Phlox’s ministrations were thankfully soon over.  His ribs swathed in supporting bandages, his cuts sealed up and his right eye piratically decorated with an osmotic eel which he complained about so much that the doctor finally threatened to sedate him if he didn’t keep quiet, Malcolm let himself relax as much as it was possible to do while the ship was still in danger and he had a slimy Thing sitting on his face.

 

Bernhard kept him informed, though under the doctor’s stern eye his messages were kept short and to the point.  When at last the lieutenant received the information that the captain had been safely restored and the ship was back under their own control, he finally managed to nod off, though his dreams were filled with uneasy images of fingers lightly touching his face without permission.  Give it its due, once it had settled down and started feeding on his bruises the eel was a quiet passenger, but the view through the eye underneath it was disconcerting to say the least.

He didn’t know what woke him, although even in ordinary circumstances he was a light sleeper; he wasn’t aware of having heard anything, but he had a visitor.  Hoshi was standing irresolutely beside his bed.  She must have been here for a few minutes, because Phlox was pottering among his menagerie with the air of one who has said all he means to say regarding the patient’s condition and is now content to let events take their course.
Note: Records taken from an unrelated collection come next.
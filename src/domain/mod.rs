// Domain layer - Typed dashboard and preference models
pub mod dashboard;
pub mod preferences;
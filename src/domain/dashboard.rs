// Dashboard document domain models
use serde::{Deserialize, Serialize};

#[derive(Debug, Clone, PartialEq, Serialize, Deserialize)]
pub struct DashboardMetadata {
    pub name: String,
    pub description: String,
    pub version: String,
    pub tags: Vec<String>,
}

/// A single navigable item inside a category.
#[derive(Debug, Clone, PartialEq, Serialize, Deserialize)]
pub struct Link {
    pub name: String,
    pub url: String,
    pub description: String,
    pub tags: Vec<String>,
    #[serde(default = "default_status")]
    pub status: String,
    #[serde(default, skip_serializing_if = "Option::is_none")]
    pub icon: Option<String>,
}

fn default_status() -> String {
    "active".to_string()
}

/// A named group of links. The order of `links` is rendering order.
#[derive(Debug, Clone, PartialEq, Serialize, Deserialize)]
pub struct Category {
    pub name: String,
    pub description: String,
    #[serde(default, skip_serializing_if = "Option::is_none")]
    pub icon: Option<String>,
    pub links: Vec<Link>,
}

/// Root dashboard document, identified externally by its file name.
#[derive(Debug, Clone, PartialEq, Serialize, Deserialize)]
pub struct DashboardConfig {
    pub metadata: DashboardMetadata,
    pub categories: Vec<Category>,
}

impl DashboardConfig {
    /// Seed content written on first run and by `navspec init`.
    pub fn default_document(name: &str, description: &str) -> Self {
        Self {
            metadata: DashboardMetadata {
                name: name.to_string(),
                description: description.to_string(),
                version: "1.0.0".to_string(),
                tags: vec!["default".to_string()],
            },
            categories: vec![Category {
                name: "Development".to_string(),
                description: "Development tools and environments".to_string(),
                icon: None,
                links: vec![Link {
                    name: "Local Development".to_string(),
                    url: "http://localhost:3000".to_string(),
                    description: "Local development server".to_string(),
                    tags: vec!["dev".to_string(), "local".to_string()],
                    status: "active".to_string(),
                    icon: None,
                }],
            }],
        }
    }
}

#[cfg(test)]
mod tests {
    use super::*;

    #[test]
    fn test_status_defaults_to_active() {
        let yaml =
            "name: Grafana\nurl: https://grafana.example.com\ndescription: Metrics\ntags: [ops]\n";
        let link: Link = serde_yaml::from_str(yaml).unwrap();
        assert_eq!(link.status, "active");
        assert_eq!(link.icon, None);
    }

    #[test]
    fn test_missing_required_field_is_an_error() {
        // no url
        let yaml = "name: Grafana\ndescription: Metrics\ntags: []\n";
        assert!(serde_yaml::from_str::<Link>(yaml).is_err());
    }

    #[test]
    fn test_document_round_trip_preserves_order_and_optionals() {
        let mut config = DashboardConfig::default_document("Team Dashboard", "Team tools");
        config.categories.push(Category {
            name: "Ops".to_string(),
            description: "Operational tools".to_string(),
            icon: Some("wrench".to_string()),
            links: vec![
                Link {
                    name: "Pager".to_string(),
                    url: "https://pager.example.com".to_string(),
                    description: "On-call rotation".to_string(),
                    tags: vec![],
                    status: "deprecated".to_string(),
                    icon: Some("bell".to_string()),
                },
                Link {
                    name: "Wiki".to_string(),
                    url: "https://wiki.example.com".to_string(),
                    description: "Team docs".to_string(),
                    tags: vec!["docs".to_string()],
                    status: "active".to_string(),
                    icon: None,
                },
            ],
        });

        let serialized = serde_yaml::to_string(&config).unwrap();
        let parsed: DashboardConfig = serde_yaml::from_str(&serialized).unwrap();
        assert_eq!(parsed, config);
        // an absent icon stays absent in the document, it does not become null
        assert!(!serialized.contains("icon: null"));
    }
}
His mind immediately went back to the moment he’d opened his cabin door earlier on to let her in.  The colour washed up in his face so fast it was surprising that the eel didn’t choke on the surge.

It would be difficult to tell which of them was more embarrassed.  Admittedly, a lot of his came from the memory of some of the extremely inappropriate thoughts that had popped into his mind since – mostly along the lines of wishing there’d been some valid excuse for him to demand a formal gesture of surrender.  This not being at all the sort of thing a correctly brought up British officer ought to wish, he’d done his best to push them into the back of his mind.  Now, however, with the ensign in front of him – now restored to respectability in the clothing department, though a treacherous, drug-addled part of him whispered  _‘unfortunately’ –_ he was almost as uncomfortable as he’d been on that mortifying occasion when he’d mistakenly thought she was coming on to him.

“Ensign?  Are you all right?” he asked.  He couldn’t imagine why she was here.

“Sir.  I just ... I just wanted to apologize for the way I spoke to you when I came to your quarters.”  The blush deepened to crimson.  “And for ... for the way I behaved in the Mess the other day.”

“Ah.”  He struggled to maintain the expression of appropriate severity for about twenty seconds, and then he lost the battle.  A grin spread over his face, one which widened still further at Hoshi’s look of relieved amazement.  What was she expecting him to do, issue a formal reprimand?  “Well, I’d rather you didn’t make a habit of pulling faces at me in public.  But as for this morning, I think the circumstances were more than enough excuse.  In fact, if anyone should be apologising, it’s me.  I should have reacted quicker instead of standing there goggling.”

“Well, it’s not every day you get a member of the crew turning up on your doorstep half-naked.”  She clapped a hand over her mouth, too late.  “Sir, I’m sorry – I don’t believe I said that!”

“No, you’re right.  It’s definitely a first.”  He forbore to laugh, but he couldn’t help wishing rather wistfully that it mightn’t be the last.  In those few startled seconds his wide eyes had taken in quite enough to make him want to see more.  The chances of him doing so, however, were remote, apart from the odd snatched glance in the sterile surroundings of Decon where it was hardly appropriate to show interest.  Life on _Enterprise_ was miserably short on that magnitude of treat.

This being certainly not a proper remark to make to a junior officer, he kept the wish firmly to himself.  Nevertheless perhaps it was the drugs he’d been pumped with that lent a singularly inappropriate gleam to his one visible eye.

Hoshi was a communications specialist with few peers.  People tend to forget that communication consists of more than verbalisation.  She was perfectly capable of reading very slight nuances of expression, and quite a lot of nuances had slipped past Malcolm’s guard that in other circumstances would not have done so.  She blinked, took a breath and stepped closer.

It didn’t take a communications specialist to read the sudden little smile, or the way she nipped speculatively at her lip.  He distinctly felt his pulse stop.  Then it started up again, except that it was now a lot faster.

There was a long moment’s silence.  He watched her, torn between horrified realisation and insane hope.

“Your mouth looks really sore.”  Her voice was completely expressionless.

“It ... it is, a bit.”  He now had two utterly conflicting voices screaming in his head.  Was  _‘No, please!’_ a valid sentence?  He didn’t say it, just in case it wasn’t.  In any case,  _Fraternisation_ was a sentence all by itself.  So were  _Intimidation_ and  _Harassment._   Not to mention  _She wouldn’t touch me with a bargepole._   He was hardly in the top league of the attractive male personnel on board at the best of times, and now he’d had the crap beaten out of him and he had an alien starfish stuck on his face.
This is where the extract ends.